Please copy every line with the string "path" from the entries below.

####################

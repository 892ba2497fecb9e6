//! Knowledge store — the single owner of the question/answer records.
//!
//! Every mutation goes through [`KnowledgeStore::update_record`] or one of the
//! removal operations and is flushed to the persistence backend before it
//! returns. A failed save rolls the in-memory base back and surfaces as
//! [`FaqClawError::Persistence`].

use crate::persistence::{JsonFileStore, KnowledgePersistence};
use crate::record::{KnowledgeBase, QuestionRecord};
use crate::sqlite::SqliteStore;
use crate::tags::{AnswerTag, detail_position};
use faqclaw_core::config::{KnowledgeConfig, StorageBackend};
use faqclaw_core::error::{FaqClawError, Result};
use sha2::{Digest, Sha256};
use std::sync::{Arc, Mutex};

/// Store shared between sessions and channels.
pub type SharedStore = Arc<Mutex<KnowledgeStore>>;

/// What `append_answer` did.
#[derive(Debug, Clone, Copy, PartialEq, Eq)]
pub enum AppendOutcome {
    /// A new record was created for the question.
    Created,
    /// The answer was added to an existing record.
    Appended,
}

pub struct KnowledgeStore {
    base: KnowledgeBase,
    persistence: Box<dyn KnowledgePersistence>,
    revision: u64,
}

impl KnowledgeStore {
    /// Load from `persistence`, folding duplicate questions into their first
    /// occurrence.
    pub fn open(persistence: Box<dyn KnowledgePersistence>) -> Self {
        let mut base = persistence.load();
        let folded = base.dedup_questions();
        if folded > 0 {
            tracing::info!("🔀 Merged {folded} duplicate questions on load");
        }
        tracing::info!(
            "📚 Knowledge base loaded: {} questions ({} backend)",
            base.len(),
            persistence.name()
        );
        Self {
            base,
            persistence,
            revision: 0,
        }
    }

    /// Open the backend selected in configuration.
    pub fn from_config(config: &KnowledgeConfig) -> Result<Self> {
        let path = config.resolved_path();
        let persistence: Box<dyn KnowledgePersistence> = match config.backend {
            StorageBackend::Json => Box::new(JsonFileStore::new(path)),
            StorageBackend::Sqlite => Box::new(SqliteStore::open(&path)?),
        };
        Ok(Self::open(persistence))
    }

    pub fn into_shared(self) -> SharedStore {
        Arc::new(Mutex::new(self))
    }

    pub fn base(&self) -> &KnowledgeBase {
        &self.base
    }

    pub fn len(&self) -> usize {
        self.base.len()
    }

    pub fn is_empty(&self) -> bool {
        self.base.is_empty()
    }

    pub fn find(&self, question: &str) -> Option<&QuestionRecord> {
        self.base.find(question)
    }

    /// Record at a 0-based position.
    pub fn record_at(&self, index: usize) -> Option<&QuestionRecord> {
        self.base.questions.get(index)
    }

    pub fn question_keys(&self) -> Vec<String> {
        self.base.question_keys()
    }

    /// Incremented on every successful mutation.
    pub fn revision(&self) -> u64 {
        self.revision
    }

    pub fn backend_name(&self) -> &str {
        self.persistence.name()
    }

    /// Mutate the record for `question` and persist.
    /// Missing record: created empty when `create_if_missing`, else `NotFound`.
    pub fn update_record<F>(&mut self, question: &str, create_if_missing: bool, f: F) -> Result<()>
    where
        F: FnOnce(&mut QuestionRecord),
    {
        let previous = self.base.clone();
        let index = match self.base.position(question) {
            Some(i) => i,
            None if create_if_missing => {
                self.base
                    .questions
                    .push(QuestionRecord::new(question, Vec::new()));
                self.base.questions.len() - 1
            }
            None => return Err(FaqClawError::NotFound(question.to_string())),
        };
        f(&mut self.base.questions[index]);
        self.commit(previous)
    }

    /// Add `answer` to `question`, creating the record when absent.
    pub fn append_answer(&mut self, question: &str, answer: &str) -> Result<AppendOutcome> {
        let outcome = if self.base.position(question).is_some() {
            AppendOutcome::Appended
        } else {
            AppendOutcome::Created
        };
        let answer = answer.to_string();
        self.update_record(question, true, move |record| record.answers.push(answer))?;
        tracing::debug!("✏️ {outcome:?} answer for {question:?}");
        Ok(outcome)
    }

    /// Extend the first `Approfondimento:` answer with `" " + text`, or add
    /// `Approfondimento: <text>` when the record has none.
    pub fn append_to_detail(&mut self, question: &str, text: &str) -> Result<()> {
        let text = text.trim().to_string();
        if text.is_empty() {
            return Err(FaqClawError::InvalidInput("empty text".into()));
        }
        self.update_record(question, false, move |record| {
            match detail_position(&record.answers) {
                Some(i) => {
                    let existing = &mut record.answers[i];
                    existing.push(' ');
                    existing.push_str(&text);
                }
                None => record
                    .answers
                    .push(format!("{} {text}", AnswerTag::Detail.prefix())),
            }
        })
    }

    pub fn replace_answers(&mut self, question: &str, answers: Vec<String>) -> Result<()> {
        self.update_record(question, false, move |record| record.answers = answers)
    }

    /// Delete the record at a 0-based position.
    pub fn remove_at(&mut self, index: usize) -> Result<QuestionRecord> {
        if index >= self.base.len() {
            return Err(FaqClawError::NotFound(format!("question #{}", index + 1)));
        }
        let previous = self.base.clone();
        let removed = self.base.questions.remove(index);
        self.commit(previous)?;
        tracing::debug!("🗑️ Removed {:?}", removed.question);
        Ok(removed)
    }

    pub fn remove(&mut self, question: &str) -> Result<QuestionRecord> {
        let index = self
            .base
            .position(question)
            .ok_or_else(|| FaqClawError::NotFound(question.to_string()))?;
        self.remove_at(index)
    }

    /// Fold an imported base into the store. Returns (records, answers) added.
    pub fn merge_base(&mut self, mut incoming: KnowledgeBase) -> Result<(usize, usize)> {
        incoming.dedup_questions();
        let previous = self.base.clone();
        let added = self.base.merge(incoming);
        self.commit(previous)?;
        tracing::info!("📥 Imported {} questions, {} answers", added.0, added.1);
        Ok(added)
    }

    pub fn snapshot(&self) -> KnowledgeBase {
        self.base.clone()
    }

    /// Pretty JSON in the `db.json` format.
    pub fn export_json(&self) -> Result<Vec<u8>> {
        Ok(serde_json::to_vec_pretty(&self.base)?)
    }

    /// SHA-256 of the exported payload, lowercase hex.
    pub fn fingerprint(payload: &[u8]) -> String {
        format!("{:x}", Sha256::digest(payload))
    }

    fn commit(&mut self, previous: KnowledgeBase) -> Result<()> {
        if let Err(e) = self.persistence.save(&self.base) {
            tracing::error!("❌ Failed to persist knowledge base: {e}");
            self.base = previous;
            return Err(match e {
                FaqClawError::Persistence(_) => e,
                other => FaqClawError::Persistence(other.to_string()),
            });
        }
        self.revision += 1;
        Ok(())
    }
}

#[cfg(test)]
mod tests {
    use super::*;
    use crate::persistence::MemoryPersistence;

    fn store_with(records: &[(&str, &[&str])]) -> (KnowledgeStore, MemoryPersistence) {
        let memory = MemoryPersistence::new(KnowledgeBase::new(
            records
                .iter()
                .map(|(q, a)| QuestionRecord::new(*q, a.iter().map(|s| s.to_string()).collect()))
                .collect(),
        ));
        (KnowledgeStore::open(Box::new(memory.clone())), memory)
    }

    #[test]
    fn test_open_folds_duplicates() {
        let (store, _) = store_with(&[("Ciao", &["a"]), ("ciao", &["b"])]);
        assert_eq!(store.len(), 1);
        assert_eq!(store.find("CIAO").unwrap().answers, vec!["a", "b"]);
    }

    #[test]
    fn test_append_answer_creates_then_appends() {
        let (mut store, memory) = store_with(&[]);
        assert_eq!(store.append_answer("foo", "bar").unwrap(), AppendOutcome::Created);
        assert_eq!(store.append_answer("FOO", "baz").unwrap(), AppendOutcome::Appended);
        assert_eq!(store.len(), 1);
        assert_eq!(memory.snapshot().questions[0].answers, vec!["bar", "baz"]);
        assert_eq!(store.revision(), 2);
    }

    #[test]
    fn test_append_to_detail_builds_single_entry() {
        let (mut store, memory) = store_with(&[("tema", &["Sintesi: breve"])]);
        store.append_to_detail("tema", "x").unwrap();
        store.append_to_detail("tema", "y").unwrap();
        let answers = &memory.snapshot().questions[0].answers;
        assert_eq!(answers, &vec!["Sintesi: breve".to_string(), "Approfondimento: x y".to_string()]);
    }

    #[test]
    fn test_append_to_detail_extends_existing_in_place() {
        let (mut store, _) = store_with(&[("tema", &["Approfondimento: base", "nota"])]);
        store.append_to_detail("tema", "altro").unwrap();
        assert_eq!(
            store.find("tema").unwrap().answers,
            vec!["Approfondimento: base altro", "nota"]
        );
    }

    #[test]
    fn test_append_to_detail_missing_question() {
        let (mut store, _) = store_with(&[]);
        assert!(matches!(
            store.append_to_detail("assente", "x"),
            Err(FaqClawError::NotFound(_))
        ));
    }

    #[test]
    fn test_remove_at_keeps_order() {
        let (mut store, memory) = store_with(&[("a", &[]), ("b", &[]), ("c", &[])]);
        let removed = store.remove_at(1).unwrap();
        assert_eq!(removed.question, "b");
        assert_eq!(memory.snapshot().question_keys(), vec!["a", "c"]);
        assert!(matches!(store.remove_at(5), Err(FaqClawError::NotFound(_))));
    }

    #[test]
    fn test_failed_save_rolls_back() {
        let (mut store, memory) = store_with(&[("a", &["1"])]);
        memory.set_fail_saves(true);
        let err = store.append_answer("a", "2").unwrap_err();
        assert!(err.is_fatal());
        assert_eq!(store.find("a").unwrap().answers, vec!["1"]);
        assert_eq!(store.revision(), 0);
    }

    #[test]
    fn test_merge_base_and_export() {
        let (mut store, _) = store_with(&[("a", &["1"])]);
        let incoming = KnowledgeBase::new(vec![
            QuestionRecord::new("A", vec!["1".into(), "2".into()]),
            QuestionRecord::new("b", vec![]),
        ]);
        assert_eq!(store.merge_base(incoming).unwrap(), (1, 1));

        let payload = store.export_json().unwrap();
        let parsed: KnowledgeBase = serde_json::from_slice(&payload).unwrap();
        assert_eq!(parsed, store.snapshot());

        let fingerprint = KnowledgeStore::fingerprint(&payload);
        assert_eq!(fingerprint.len(), 64);
        assert_eq!(fingerprint, KnowledgeStore::fingerprint(&payload));
    }
}
//! Slash command parsing.
//!
//! Commands are case-insensitive, accept Italian and English aliases and
//! ignore the `@botname` suffix Telegram appends in group chats.

#[derive(Debug, Clone, PartialEq, Eq)]
pub enum Command {
    Start,
    Help,
    /// `/list [password]`
    List { password: Option<String> },
    /// `/domande` — numbered list, then pick by number.
    Select,
    Quiz,
    /// `/approfondisci [n|text]`
    Deepen { target: Option<String> },
    /// `/rimuovi [n]`
    Remove { index: Option<String> },
    /// `/backup <password>`
    Backup { password: Option<String> },
    /// `/cerca <topic>`
    Search { topic: Option<String> },
    Cancel,
    Unknown(String),
}

impl Command {
    /// `None` when `text` is not a slash command.
    pub fn parse(text: &str) -> Option<Command> {
        let trimmed = text.trim();
        let body = trimmed.strip_prefix('/')?;

        let (head, rest) = match body.split_once(char::is_whitespace) {
            Some((head, rest)) => (head, rest.trim()),
            None => (body, ""),
        };
        let name = head.split('@').next().unwrap_or(head).to_lowercase();
        let arg = (!rest.is_empty()).then(|| rest.to_string());

        let command = match name.as_str() {
            "start" => Command::Start,
            "help" | "aiuto" => Command::Help,
            "list" | "lista" => Command::List { password: arg },
            "domande" | "select" => Command::Select,
            "quiz" => Command::Quiz,
            "approfondisci" | "edit" => Command::Deepen { target: arg },
            "rimuovi" | "remove" => Command::Remove { index: arg },
            "backup" => Command::Backup { password: arg },
            "cerca" | "search" => Command::Search { topic: arg },
            "annulla" | "cancel" => Command::Cancel,
            _ => Command::Unknown(name),
        };
        Some(command)
    }

    /// Unknown commands leave the current mode untouched.
    pub fn is_unknown(&self) -> bool {
        matches!(self, Command::Unknown(_))
    }
}
//! Per-user conversation sessions.

use std::collections::HashMap;

/// Active dialogue mode. Exactly one per session.
#[derive(Debug, Clone, Default, PartialEq, Eq)]
pub enum SessionState {
    #[default]
    Idle,
    /// Teaching: the next message becomes an answer for `question`.
    AwaitingAnswer { question: String },
    /// A numbered listing was shown; the next number picks a question.
    AwaitingQuestionSelection,
    /// Quiz on the record at `index`, whose key was `question` when asked.
    QuizActive { index: usize, question: String },
    /// The next message extends the `Approfondimento:` answer of `question`.
    AwaitingApprofondimentoAppend { question: String },
}

impl SessionState {
    pub fn is_idle(&self) -> bool {
        matches!(self, SessionState::Idle)
    }

    pub fn label(&self) -> &'static str {
        match self {
            SessionState::Idle => "idle",
            SessionState::AwaitingAnswer { .. } => "awaiting_answer",
            SessionState::AwaitingQuestionSelection => "awaiting_selection",
            SessionState::QuizActive { .. } => "quiz",
            SessionState::AwaitingApprofondimentoAppend { .. } => "awaiting_append",
        }
    }
}

#[derive(Debug, Clone, Default)]
pub struct Session {
    pub state: SessionState,
    /// Question keys of the last numbered listing, 1-based on display.
    pub last_listing: Option<Vec<String>>,
    /// Last question answered to this user.
    pub last_question: Option<String>,
}

impl Session {
    /// Leave the current mode, returning it.
    pub fn take_state(&mut self) -> SessionState {
        std::mem::take(&mut self.state)
    }

    pub fn set_state(&mut self, state: SessionState) {
        if state != self.state {
            tracing::debug!("session: {} → {}", self.state.label(), state.label());
        }
        self.state = state;
    }
}

/// All sessions, keyed by session id.
#[derive(Debug, Default)]
pub struct SessionMap {
    sessions: HashMap<String, Session>,
}

impl SessionMap {
    pub fn new() -> Self {
        Self::default()
    }

    /// Session for `id`, created on first use.
    pub fn get_mut(&mut self, id: &str) -> &mut Session {
        self.sessions.entry(id.to_string()).or_default()
    }

    pub fn get(&self, id: &str) -> Option<&Session> {
        self.sessions.get(id)
    }

    pub fn len(&self) -> usize {
        self.sessions.len()
    }

    pub fn is_empty(&self) -> bool {
        self.sessions.is_empty()
    }
}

####################

» **ANSWER SPACE**:
        let path = config.resolved_path();
            StorageBackend::Json => Box::new(JsonFileStore::new(path)),
            StorageBackend::Sqlite => Box::new(SqliteStore::open(&path)?),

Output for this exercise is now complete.